This local texture of McGahern’s fiction, in voice and in the concretely referential detail, assumes a symbolic status that is at the heart of his vision. In this reliance on a metaphysics of local images, his fiction parallels the poetry of Seamus Heaney and the plays of Brian Friel. Independently, all of these contemporary writers seem to be drawn to a mystical sense of reality associated with the local voice, typically in place-names; Faith Healer and Translations have introduced an international audience to this seductive and untranslatable sense of the numinous, and Heaney has made music and a mythology from the ways in which consonants and vowels from Gaelic, Scottish, and English have been grafted over centuries onto the townlands of Derry. There is a tradition of Irish writing in earlier generations and in earlier centuries in the Gaelic language, dinnseanachas, in which this minute attention to the local place and its indigenous culture takes on a sacred aura, but it is the literary uses of this heightened observation of the ordinary that is important here. As Patrick Kavanagh puts it, “the God of Imagination waking / In a Mucker bog,” or, in another way in “Epic,” “Till Homer’s ghost came whispering to my mind / He said: I made the Iliad from such a local row.”24 McGahern’s sense of the numinous is constant, although distinctly personal, but his sense of the primary reality of the concrete place and the “local row” allows him to write contemporary fiction as if Homer’s ghost had, indeed, spoken to him. The direction of McGahern’s work may have seemed unclear in the seventies as he turned to write portraits of the artist, in TheLeavetaking and The Pornographer, working in explicitly experimental styles that blend past and present, rural and urban elements. The return to Ardcarne and Oakport in High Ground and Amongst Women leaves no doubt, however, that the recurring preoccupation of McGahern’s fiction is the writing of a contemporary epic.

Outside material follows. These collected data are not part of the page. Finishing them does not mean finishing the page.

//! Closed-form estimators at the two gliding equilibrium depths.
//!
//! A freediver stops finning once weight, buoyancy and drag balance, so
//! the descent and ascent glide-transition depths each give one force
//! equation. Eliminating the unknown drag term between the two yields a
//! closed form for the incompressible tissue volume; the drag
//! coefficient follows from the same pair of equations. Depth
//! uncertainty propagates through both formulas.

use crate::constants::{
    GRAVITY, PRESSURE_SURFACE, RHO_BALLAST, RHO_NEOPRENE, RHO_NEOPRENE_FOAM, RHO_WATER,
};
use crate::quantity::Quantity;

/// Incompressible body-tissue volume in m³.
///
/// The suit is treated as compressible neoprene foam and the lungs as an
/// ideal gas whose volume scales inversely with the local pressure;
/// everything else displaces a fixed volume. Undefined when the
/// denominator of the closed form vanishes; the caller is expected to
/// check the result for finiteness.
#[allow(clippy::too_many_arguments)]
pub fn volume_tissues(
    mass_body: f64,
    mass_ballast: f64,
    volume_suit: f64,
    volume_gas: f64,
    speed_descent: f64,
    speed_ascent: f64,
    depth_eq_descent: Quantity,
    depth_eq_ascent: Quantity,
) -> Quantity {
    let speed2 = speed_ascent.powi(2) + speed_descent.powi(2);
    let pressure_eq_descent = PRESSURE_SURFACE + depth_eq_descent * GRAVITY * RHO_WATER;
    let pressure_eq_ascent = PRESSURE_SURFACE + depth_eq_ascent * GRAVITY * RHO_WATER;
    let press_speed2_descent = pressure_eq_descent * speed_descent.powi(2);
    let press_speed2_ascent = pressure_eq_ascent * speed_ascent.powi(2);
    let ptot = pressure_eq_ascent * pressure_eq_descent * RHO_NEOPRENE * speed2;

    let numerator = -mass_body * ptot
        + PRESSURE_SURFACE
            * RHO_WATER
            * RHO_NEOPRENE
            * (press_speed2_ascent + press_speed2_descent)
            * volume_gas
        + (press_speed2_ascent * suit_pressure_term(depth_eq_descent)
            + press_speed2_descent * suit_pressure_term(depth_eq_ascent))
            * volume_suit;

    (mass_ballast * (1.0 - RHO_WATER / RHO_BALLAST) - numerator / ptot) / RHO_WATER
}

/// Pressure-weighted suit buoyancy term at an equilibrium depth.
fn suit_pressure_term(depth: Quantity) -> Quantity {
    PRESSURE_SURFACE * RHO_NEOPRENE * (RHO_WATER - RHO_NEOPRENE_FOAM)
        + depth * GRAVITY * RHO_WATER * (RHO_WATER - RHO_NEOPRENE) * RHO_NEOPRENE_FOAM
}

/// Hydrodynamic drag coefficient, with drag = coefficient × speed².
///
/// Uses the rigid-body-equivalent displaced volume of the compressible
/// components (lungs plus suit, net of the foam's own volume) and the
/// two equilibrium depths expressed as pressure-depths.
pub fn drag_coefficient(
    volume_suit: f64,
    volume_gas: f64,
    speed_descent: f64,
    speed_ascent: f64,
    depth_eq_descent: Quantity,
    depth_eq_ascent: Quantity,
) -> Quantity {
    let speed2 = speed_ascent.powi(2) + speed_descent.powi(2);
    let mass_equivalent =
        RHO_NEOPRENE * (volume_gas + volume_suit) - RHO_NEOPRENE_FOAM * volume_suit;
    let volume_equivalent = mass_equivalent / RHO_NEOPRENE;

    let pressure_eq_descent = PRESSURE_SURFACE + depth_eq_descent * GRAVITY * RHO_WATER;
    let pressure_eq_ascent = PRESSURE_SURFACE + depth_eq_ascent * GRAVITY * RHO_WATER;

    // Equilibrium depths as pressure-depths, metres of water column.
    let pressure_depth_ascent = pressure_eq_ascent / GRAVITY / RHO_WATER;
    let pressure_depth_descent = pressure_eq_descent / GRAVITY / RHO_WATER;

    (depth_eq_descent - depth_eq_ascent) * PRESSURE_SURFACE * volume_equivalent
        / (pressure_depth_ascent * pressure_depth_descent * speed2)
}

#[cfg(test)]
mod tests {
    use super::*;

    // Guillaume Néry's 125 m dive profile.
    const SPEED_DESCENT: f64 = 125.0 / 120.0;
    const SPEED_ASCENT: f64 = 125.0 / 94.0;
    const VOLUME_SUIT: f64 = 0.003;
    const VOLUME_LUNGS: f64 = 0.009;

    fn glide_depths() -> (Quantity, Quantity) {
        (Quantity::new(27.5, 2.5), Quantity::new(7.5, 2.5))
    }

    #[test]
    fn test_volume_tissues_reference_dive() {
        let (descent, ascent) = glide_depths();
        let vt = volume_tissues(
            78.0,
            1.0,
            VOLUME_SUIT,
            VOLUME_LUNGS,
            SPEED_DESCENT,
            SPEED_ASCENT,
            descent,
            ascent,
        );
        assert!(
            (vt.nominal - 0.07261323492078334).abs() < 1e-4,
            "tissue volume nominal off: {}",
            vt.nominal
        );
        assert!(vt.nominal > 0.0);
        assert!(vt.std_err > 0.0);
    }

    #[test]
    fn test_drag_coefficient_reference_dive() {
        let (descent, ascent) = glide_depths();
        let c = drag_coefficient(
            VOLUME_SUIT,
            VOLUME_LUNGS,
            SPEED_DESCENT,
            SPEED_ASCENT,
            descent,
            ascent,
        );
        assert!(
            (c.nominal - 12.453969801529535).abs() < 1e-4,
            "drag coefficient nominal off: {}",
            c.nominal
        );
        assert!(c.nominal > 0.0);
        assert!(c.std_err > 0.0);
    }

    #[test]
    fn test_exact_depths_give_exact_estimates() {
        let descent = Quantity::exact(27.5);
        let ascent = Quantity::exact(7.5);
        let vt = volume_tissues(
            78.0,
            1.0,
            VOLUME_SUIT,
            VOLUME_LUNGS,
            SPEED_DESCENT,
            SPEED_ASCENT,
            descent,
            ascent,
        );
        let c = drag_coefficient(
            VOLUME_SUIT,
            VOLUME_LUNGS,
            SPEED_DESCENT,
            SPEED_ASCENT,
            descent,
            ascent,
        );
        assert_eq!(vt.std_err, 0.0);
        assert_eq!(c.std_err, 0.0);
        assert!((vt.nominal - 0.07261323492078334).abs() < 1e-4);
        assert!((c.nominal - 12.453969801529535).abs() < 1e-4);
    }

    #[test]
    fn test_uncertainty_grows_with_depth_error() {
        let narrow = volume_tissues(
            78.0,
            1.0,
            VOLUME_SUIT,
            VOLUME_LUNGS,
            SPEED_DESCENT,
            SPEED_ASCENT,
            Quantity::new(27.5, 1.0),
            Quantity::new(7.5, 1.0),
        );
        let wide = volume_tissues(
            78.0,
            1.0,
            VOLUME_SUIT,
            VOLUME_LUNGS,
            SPEED_DESCENT,
            SPEED_ASCENT,
            Quantity::new(27.5, 5.0),
            Quantity::new(7.5, 5.0),
        );
        assert!(wide.std_err > narrow.std_err);
        // Same nominal regardless of error bars.
        assert!((wide.nominal - narrow.nominal).abs() < 1e-12);
    }

    #[test]
    fn test_ballast_raises_tissue_estimate() {
        let (descent, ascent) = glide_depths();
        let light = volume_tissues(
            78.0,
            0.5,
            VOLUME_SUIT,
            VOLUME_LUNGS,
            SPEED_DESCENT,
            SPEED_ASCENT,
            descent,
            ascent,
        );
        let heavy = volume_tissues(
            78.0,
            2.0,
            VOLUME_SUIT,
            VOLUME_LUNGS,
            SPEED_DESCENT,
            SPEED_ASCENT,
            descent,
            ascent,
        );
        // Extra lead means the same equilibrium is reached with more
        // tissue buoyancy, so the estimate moves with the ballast.
        assert!(heavy.nominal > light.nominal);
    }
}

If McGahern became an artist through an affinity with Yeats, the foundations of his medium of prose fiction were laid by reference to two figures in particular, Joyce and Proust, although both of them have an ancestor, Flaubert, and a descendant, Beckett, who also played major parts in defining his medium. Allusions in novels and stories to these writers and others, explicit and implicit, will be considered in later chapters, for he shares with his reader his own sense of working within literary and philosophical traditions. The idea of tradition itself as an anchor for the individual talent is a part of McGahern’s classical sense of his art. I will leave aside for now the wider question of tradition and the confluence of particular traditions, and instead examine his dialogues with Proust and Joyce to explain McGahern’s thinking about the “gestation” of art and about the medium of prose fiction.
A brief essay, “The Image: Prologue to a Reading,” distills his view of the creative impulse, the evolution of the work, and its metaphysical status. Written in 1968 and revised a number of times since, it rests on the authority of Proust, most of all, and provides clues to a particular way of understanding McGahern’s earlier work and to the evolution of his later career. “Style is not at all a prettification as certain people think,” Proust writes, “it is not even a matter of technique, it is—like colour with painters—a quality of vision, the revelation of the private universe that each one of us can see and which others cannot see.”25 This sentence is clearly echoed in “The Image,” which continues, after identifying image and rhythm as the key elements of style: “The vision, that still and private universe which each of us possess but which others cannot see, is brought to life in rhythm.”26 McGahern accepts the idea that the creative impulse and the vision come from the moi profond that inhabits the social self or selves but has an ontological status. The uniquely individual rhythm of a writer’s style, which links his images and thereby creates the vision of the work of art, comes in an instinctive way. As Proust wrote about Chateaubriand, in an essay McGahern singles out, “One feels that beneath his sentences there lies another reality, which shows through from beneath it and whose physiognomy is made apparent, beneath the several clauses of the sentence, by their lineaments which correspond to it.”27 In “The Image” McGahern affirms his belief in this instinctive impulse to create, to translate that other reality hidden in the psyche into the images and rhythms that alone can suggest its uniqueness. Many years later, he still held to this metaphorical sense of the writing process: “The image is the basis of all writing. The writer’s business is to pull the image that moves us out of the darkness.”28 There are other verbal parallels with “The Image” in Proust’s essays, which McGahern has said are his favorite critical writing,29 but since many of those sketches and theoretical statements were incorporated in A la Recherche du temps perdu, it is not surprising to find that the celebrated early scene, prompted by the madeleine dipped in tea, lies behind “The Image” and behind McGahern’s own fiction.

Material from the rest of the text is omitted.